We have come to the conclusion that all celebrations will be put on hold while we are on our mission. Monday was our 39th wedding anniversary. Since we had a teaching appointment with Marcia at 4:30 that evening we decided that we would go out for lunch to celebrate. We spent the morning preparing the lesson and didn't finish in time to go out for lunch so we decided to go after the appointment. We left at 2:30 p.m. Since it should only take an hour to get to Marcia's, we had an extra hour to stop by the stake center for missionary mail and take some books to the supply room. We took a bus to the Ossington subway station only to discover that we had to get off at the St. Charles station because of track closures. It was really crowded, but we managed to take the Young subway (after a long wait) to Eglington, then a bus to Don Mills (after another long wait) and another bus to the appointment. It took us two hours to get there (without stopping at the stake center), getting us there just in time. Marcia tends to get distracted with dinner (she feed us), her son, and tangential topics, but we were able to squeeze the Plan of Salvation lesson within two hours. She told us a better way to get home, so it only took us an hour. Add it up - that's a 5-hour lesson with travel. We got back too late to eat out and we needed to pick up a few things at the dollar store so Elder Wheeler picked out a card for Sister Wheeler to read and put back on the rack. That's one way to save money.

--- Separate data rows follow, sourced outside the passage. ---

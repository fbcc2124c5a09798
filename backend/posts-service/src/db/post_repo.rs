use crate::db::{PostFilter, PostsRepository};
use crate::error::Result;
use crate::models::{
    Comment, CommentView, Follow, Group, NewComment, NewPost, Post, PostRow, PostView, User,
};
use sqlx::{PgPool, Postgres, QueryBuilder};

const POST_VIEW_SELECT: &str = r#"
    SELECT p.id, p.text, p.pub_date, p.image,
           p.author_id, u.username AS author_username,
           p.group_id, g.slug AS group_slug, g.title AS group_title
    FROM posts p
    JOIN users u ON u.id = p.author_id
    LEFT JOIN groups g ON g.id = p.group_id
"#;

/// PostgreSQL-backed repository
#[derive(Clone)]
pub struct PgPostsRepository {
    pool: PgPool,
}

impl PgPostsRepository {
    pub fn new(pool: PgPool) -> Self {
        Self { pool }
    }
}

fn push_filter(qb: &mut QueryBuilder<'_, Postgres>, filter: PostFilter) {
    match filter {
        PostFilter::All => {}
        PostFilter::Group(group_id) => {
            qb.push(" WHERE p.group_id = ").push_bind(group_id);
        }
        PostFilter::Author(author_id) => {
            qb.push(" WHERE p.author_id = ").push_bind(author_id);
        }
        PostFilter::FollowedBy(user_id) => {
            qb.push(" WHERE p.author_id IN (SELECT f.author_id FROM follows f WHERE f.user_id = ")
                .push_bind(user_id)
                .push(")");
        }
    }
}

#[async_trait::async_trait]
impl PostsRepository for PgPostsRepository {
    async fn find_user_by_username(&self, username: &str) -> Result<Option<User>> {
        let user = sqlx::query_as::<_, User>(
            "SELECT id, username, first_name, last_name FROM users WHERE username = $1",
        )
        .bind(username)
        .fetch_optional(&self.pool)
        .await?;

        Ok(user)
    }

    async fn create_user(&self, username: &str) -> Result<User> {
        let user = sqlx::query_as::<_, User>(
            r#"
            INSERT INTO users (username)
            VALUES ($1)
            RETURNING id, username, first_name, last_name
            "#,
        )
        .bind(username)
        .fetch_one(&self.pool)
        .await?;

        Ok(user)
    }

    async fn find_group(&self, group_id: i64) -> Result<Option<Group>> {
        let group = sqlx::query_as::<_, Group>(
            "SELECT id, title, slug, description FROM groups WHERE id = $1",
        )
        .bind(group_id)
        .fetch_optional(&self.pool)
        .await?;

        Ok(group)
    }

    async fn find_group_by_slug(&self, slug: &str) -> Result<Option<Group>> {
        let group = sqlx::query_as::<_, Group>(
            "SELECT id, title, slug, description FROM groups WHERE slug = $1",
        )
        .bind(slug)
        .fetch_optional(&self.pool)
        .await?;

        Ok(group)
    }

    async fn list_groups(&self) -> Result<Vec<Group>> {
        let groups = sqlx::query_as::<_, Group>(
            "SELECT id, title, slug, description FROM groups ORDER BY title, id",
        )
        .fetch_all(&self.pool)
        .await?;

        Ok(groups)
    }

    async fn create_group(&self, title: &str, slug: &str, description: &str) -> Result<Group> {
        let group = sqlx::query_as::<_, Group>(
            r#"
            INSERT INTO groups (title, slug, description)
            VALUES ($1, $2, $3)
            RETURNING id, title, slug, description
            "#,
        )
        .bind(title)
        .bind(slug)
        .bind(description)
        .fetch_one(&self.pool)
        .await?;

        Ok(group)
    }

    async fn count_posts(&self, filter: PostFilter) -> Result<i64> {
        let mut qb = QueryBuilder::<Postgres>::new("SELECT COUNT(*) FROM posts p");
        push_filter(&mut qb, filter);

        let (count,) = qb
            .build_query_as::<(i64,)>()
            .fetch_one(&self.pool)
            .await?;

        Ok(count)
    }

    async fn list_posts(
        &self,
        filter: PostFilter,
        limit: i64,
        offset: i64,
    ) -> Result<Vec<PostView>> {
        let mut qb = QueryBuilder::<Postgres>::new(POST_VIEW_SELECT);
        push_filter(&mut qb, filter);
        qb.push(" ORDER BY p.pub_date DESC, p.id DESC LIMIT ")
            .push_bind(limit)
            .push(" OFFSET ")
            .push_bind(offset);

        let rows = qb
            .build_query_as::<PostRow>()
            .fetch_all(&self.pool)
            .await?;

        Ok(rows.into_iter().map(PostView::from).collect())
    }

    async fn find_post(&self, post_id: i64) -> Result<Option<PostView>> {
        let mut qb = QueryBuilder::<Postgres>::new(POST_VIEW_SELECT);
        qb.push(" WHERE p.id = ").push_bind(post_id);

        let row = qb
            .build_query_as::<PostRow>()
            .fetch_optional(&self.pool)
            .await?;

        Ok(row.map(PostView::from))
    }

    async fn create_post(&self, new_post: NewPost) -> Result<Post> {
        let post = sqlx::query_as::<_, Post>(
            r#"
            INSERT INTO posts (text, author_id, group_id, image)
            VALUES ($1, $2, $3, $4)
            RETURNING id, text, pub_date, author_id, group_id, image
            "#,
        )
        .bind(&new_post.text)
        .bind(new_post.author_id)
        .bind(new_post.group_id)
        .bind(&new_post.image)
        .fetch_one(&self.pool)
        .await?;

        Ok(post)
    }

    async fn update_post(&self, post_id: i64, changes: NewPost) -> Result<Option<Post>> {
        let post = sqlx::query_as::<_, Post>(
            r#"
            UPDATE posts
            SET text = $1, group_id = $2, image = COALESCE($3, image), author_id = $4
            WHERE id = $5
            RETURNING id, text, pub_date, author_id, group_id, image
            "#,
        )
        .bind(&changes.text)
        .bind(changes.group_id)
        .bind(&changes.image)
        .bind(changes.author_id)
        .bind(post_id)
        .fetch_optional(&self.pool)
        .await?;

        Ok(post)
    }

    async fn delete_post(&self, post_id: i64) -> Result<bool> {
        let result = sqlx::query("DELETE FROM posts WHERE id = $1")
            .bind(post_id)
            .execute(&self.pool)
            .await?;

        Ok(result.rows_affected() > 0)
    }

    async fn list_comments(&self, post_id: i64) -> Result<Vec<CommentView>> {
        let comments = sqlx::query_as::<_, CommentView>(
            r#"
            SELECT c.id, c.post_id, c.author_id, u.username AS author_username, c.text, c.created
            FROM comments c
            JOIN users u ON u.id = c.author_id
            WHERE c.post_id = $1
            ORDER BY c.created ASC, c.id ASC
            "#,
        )
        .bind(post_id)
        .fetch_all(&self.pool)
        .await?;

        Ok(comments)
    }

    async fn create_comment(&self, new_comment: NewComment) -> Result<Comment> {
        let comment = sqlx::query_as::<_, Comment>(
            r#"
            INSERT INTO comments (post_id, author_id, text)
            VALUES ($1, $2, $3)
            RETURNING id, post_id, author_id, text, created
            "#,
        )
        .bind(new_comment.post_id)
        .bind(new_comment.author_id)
        .bind(&new_comment.text)
        .fetch_one(&self.pool)
        .await?;

        Ok(comment)
    }

    async fn is_following(&self, user_id: i64, author_id: i64) -> Result<bool> {
        let (exists,) = sqlx::query_as::<_, (bool,)>(
            "SELECT EXISTS (SELECT 1 FROM follows WHERE user_id = $1 AND author_id = $2)",
        )
        .bind(user_id)
        .bind(author_id)
        .fetch_one(&self.pool)
        .await?;

        Ok(exists)
    }

    async fn get_or_create_follow(&self, user_id: i64, author_id: i64) -> Result<(Follow, bool)> {
        // Check-then-insert in one statement; two concurrent calls can both
        // miss `existing` since there is no unique constraint to arbitrate.
        let (id, user_id, author_id, created) = sqlx::query_as::<_, (i64, i64, i64, bool)>(
            r#"
            WITH existing AS (
                SELECT id, user_id, author_id
                FROM follows
                WHERE user_id = $1 AND author_id = $2
                ORDER BY id
                LIMIT 1
            ),
            inserted AS (
                INSERT INTO follows (user_id, author_id)
                SELECT $1, $2
                WHERE NOT EXISTS (SELECT 1 FROM existing)
                RETURNING id, user_id, author_id
            )
            SELECT id, user_id, author_id, FALSE AS created FROM existing
            UNION ALL
            SELECT id, user_id, author_id, TRUE AS created FROM inserted
            "#,
        )
        .bind(user_id)
        .bind(author_id)
        .fetch_one(&self.pool)
        .await?;

        Ok((
            Follow {
                id,
                user_id,
                author_id,
            },
            created,
        ))
    }

    async fn delete_follow(&self, user_id: i64, author_id: i64) -> Result<u64> {
        let result = sqlx::query("DELETE FROM follows WHERE user_id = $1 AND author_id = $2")
            .bind(user_id)
            .bind(author_id)
            .execute(&self.pool)
            .await?;

        Ok(result.rows_affected())
    }

    async fn ping(&self) -> Result<()> {
        sqlx::query("SELECT 1").fetch_one(&self.pool).await?;
        Ok(())
    }
}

Sister Wheeler reading her anniversary card
On Tuesday morning we had a second lesson with Tony and Simone. It was in English this time, but still took two hours because of all the questions. How do the elders do it in one hour (or less)? When Tony gave the prayer he said he was thankful we were able to present it so his mind could understand it for the first time. In the evening we had ESL. We taught class A (the highest level) which was a good change from students without any English ability.

We had a wonderful district meeting Wednesday morning, with Elder Robinson leading a helpful and spiritual discussion. They have stopped having zone meetings each week, which is fine with us. After the meeting the missionaries decided to go to a Mexican taco place to eat. We decided to go with them. At the end of the meal, Elder Wheeler picked up the tab for everyone (call this our anniversary dinner) which was appreciated since missionaries tend to run out of money at the end of the month.
Lunch time for the missionaries
Halloween is coming and it's starting to get cold so we needed to get some winter clothing. 
Best decorated house for Halloween
We live close to Corsa Italia, a neighborhood known for shop after shop of formalwear. 
One of many shops on St. Claire
While traveling on the trolley (oops, streetcar) there was a large group of students that got on at one of the stops. One of the students was pushed in front of others before he could pay. After several failed attempts he passed his money to another student to put it in the box. He could have easily passed by without paying. It's good to see there are still honest youth in the world.
Students on the streetcar 

 We were a bit slow getting into gear for our preparation day on Friday so we decided to go to the Spadina Museum, a historic house. It opened at noon, but we got there just after three. (We passed by a park to find a tall communication tower we can see from our apartment). The last tour started at 3:00 PM so we couldn't see the inside of the house, but were able to stroll around the gardens.
Spadina House
Sister Wheeler's dream climbing tree
Elder Wheeler wearing a sweater
 Saturday night was a baby shower for Fatima Verdasca, a 47-year-old Portuguese sister in the ward. She and her husband have not been able to have children, but after many years they now will have a son. (Sounds like Abraham and Sarah, doesn't it?). Sister Wheeler was invited to the party. She had a good time, even though she didn't understand a lot of what they were saying (which was in Spanish).

Queen Fatima
Learning to change diapers (with baby food for a messy diaper)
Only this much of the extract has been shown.